Perioperative transfusion tied to worse outcomes after gastric resection
Last Updated: 2015-07-10
By Joan Stephenson PhD
NEW YORK (Reuters Health) - Perioperative allogeneic blood transfusion is associated with decreased survival in patients undergoing curative-intent resection of gastric adenocarcinoma, a large retrospective study suggests.
The adverse effect of transfusion on recurrence-free survival (RFS) and overall survival (OS) after resection was independent of estimated blood loss, the need for splenectomy, and other clinicopathologic factors, such as tumor stage.
"Based on these results, the judicious use of perioperative blood transfusions for patients undergoing gastric cancer resection is recommended," Dr. Malcolm Hart Squires III, of Emory University in Atlanta, Georgia told Reuters Health by email.
He and his colleagues also stressed the importance of meticulous surgical technique and blood-conserving strategies for limiting the need for transfusion, in a report online June 21 in the Journal of the American College of Surgeons.
The researchers analyzed survival outcomes of 765 patients who underwent complete resection of gastric adenocarcinoma from 2000 to 2012 at seven academic centers in the U. S. Gastric Cancer Collaborative.
On Kaplan Meier analysis, compared with nontransfused patients, the 168 patients (22%) who received allogeneic blood transfusions had shorter median RFS (13.5 vs 37.2 months, p<0.001) and OS (18.6 vs 49.8 months, p<0.001).
The analysis excluded patients with palliative resections, metastatic disease, or death within 30 days.
The median estimated blood loss was 200 mL.
Transfusion was associated with reduced survival regardless of timing (during or after surgery) or the volume of blood transfused.
"Of the patients who received perioperative transfusion, nearly 75% received only one or two units of RBCs, yet even small-volume transfusion in these patients was associated with significantly worse RFS and OS compared with non-transfused patients," Dr. Squires said.
The study also sought to address a debate over whether removing the spleen affects survival after transfusion in patients undergoing gastric cancer resection. Although transfusion was linked with decreased survival even in patients with an intact spleen, concurrent transfusion and splenectomy were associated with even worse survival than transfusion alone.
Previous research had similarly found perioperative allogeneic transfusion associated with reduced survival in patients undergoing resection of such malignancies as pancreatic cancer, esophageal cancer, hepatocellular cancer, and colorectal cancer.

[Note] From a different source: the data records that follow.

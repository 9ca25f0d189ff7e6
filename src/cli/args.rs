//! Command line argument parsing for the Rankwell CLI using clap.

use std::path::PathBuf;

use clap::{Parser, Subcommand, ValueEnum};
use serde::{Deserialize, Serialize};

use crate::expansion::{Language, PhoneticOption};

/// Rankwell - relevance scoring and query term expansion
#[derive(Parser, Debug, Clone)]
#[command(name = "rankwell")]
#[command(about = "Score result trees and expand query terms")]
#[command(version = env!("CARGO_PKG_VERSION"))]
#[command(long_about = None)]
pub struct RankwellArgs {
    /// Verbosity level (0=quiet, 1=normal, 2=verbose, 3=debug)
    #[arg(short, long, action = clap::ArgAction::Count)]
    pub verbose: u8,

    /// Quiet mode (overrides verbose)
    #[arg(short, long)]
    pub quiet: bool,

    /// Output format
    #[arg(short = 'f', long = "format", default_value = "human")]
    pub output_format: OutputFormat,

    /// Pretty-print JSON output
    #[arg(long)]
    pub pretty: bool,

    /// Subcommand to execute
    #[command(subcommand)]
    pub command: Command,
}

impl RankwellArgs {
    /// Get the effective verbosity level
    pub fn verbosity(&self) -> u8 {
        if self.quiet {
            0
        } else {
            match self.verbose {
                0 => 1, // Default to normal
                n => n,
            }
        }
    }
}

/// Available CLI commands
#[derive(Subcommand, Debug, Clone)]
pub enum Command {
    /// Score candidate documents read from a JSON file
    Score(ScoreArgs),

    /// Expand query tokens
    Expand(ExpandArgs),

    /// List registered scorers and expanders
    List,
}

/// Arguments for scoring
#[derive(Parser, Debug, Clone)]
pub struct ScoreArgs {
    /// Input file with index stats, payload and documents (JSON)
    #[arg(value_name = "INPUT_FILE")]
    pub input: PathBuf,

    /// Scorer name
    #[arg(short, long)]
    pub scorer: Option<String>,

    /// Pruning threshold; documents proven below it score 0
    #[arg(long, default_value = "0")]
    pub min_score: f64,

    /// Build explanation trees
    #[arg(short, long)]
    pub explain: bool,

    /// Configuration file (JSON)
    #[arg(short, long, value_name = "CONFIG_FILE")]
    pub config: Option<PathBuf>,
}

/// Arguments for expansion
#[derive(Parser, Debug, Clone)]
pub struct ExpandArgs {
    /// Tokens to expand
    #[arg(value_name = "TOKEN", required = true)]
    pub tokens: Vec<String>,

    /// Expander name
    #[arg(short, long)]
    pub expander: Option<String>,

    /// Query language
    #[arg(short, long)]
    pub language: Option<Language>,

    /// Synonym groups file (JSON)
    #[arg(long, value_name = "SYNONYM_FILE")]
    pub synonyms: Option<PathBuf>,

    /// Phonetic matching request
    #[arg(long, value_enum, default_value = "default")]
    pub phonetic: PhoneticArg,

    /// Restrict tokens to these fields
    #[arg(long, value_delimiter = ',')]
    pub fields: Vec<String>,

    /// Configuration file (JSON)
    #[arg(short, long, value_name = "CONFIG_FILE")]
    pub config: Option<PathBuf>,
}

/// Phonetic matching request on the command line
#[derive(ValueEnum, Debug, Clone, Copy, PartialEq, Eq)]
pub enum PhoneticArg {
    /// Apply when a targeted field supports it
    Default,
    /// Require phonetic matching
    Enabled,
    /// Refuse phonetic matching
    Disabled,
}

impl From<PhoneticArg> for PhoneticOption {
    fn from(arg: PhoneticArg) -> Self {
        match arg {
            PhoneticArg::Default => PhoneticOption::Default,
            PhoneticArg::Enabled => PhoneticOption::Enabled,
            PhoneticArg::Disabled => PhoneticOption::Disabled,
        }
    }
}

/// Output formats for CLI
#[derive(ValueEnum, Debug, Clone, Copy, PartialEq, Eq, Serialize, Deserialize)]
#[serde(rename_all = "lowercase")]
pub enum OutputFormat {
    /// Human-readable output
    Human,
    /// JSON output
    Json,
}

The U. S. Gastric Cancer Collaborative researchers undertook the current analysis - the largest US study to date on the issue, said Dr. Squires - because the few earlier studies exploring the prognostic effect of transfusion after gastric cancer resection had produced conflicting results.
The finding of shorter RFS and OS in transfused patients with or without splenectomy "is not entirely new or surprising," Dr. John Hunter, of Oregon Health & Science University in Portland, told Reuters Health by email. "The mechanism for this has been thought to be the immunosuppressive effects of transfusion, leading to impaired killer T cell function and impaired host defense against small-volume residual disease," an argument bolstered by the adverse effect seen with splenectomy alone.
"Nonetheless, these 'simple' explanations, especially in retrospective studies, always leave me a bit empty," Dr. Hunter said. "There are ALWAYS confounding factors that can't really be controlled for, no matter how sophisticated the multivariable regression analysis."
The authors acknowledged some of these factors, such as preoperative hemoglobin level, in their analysis.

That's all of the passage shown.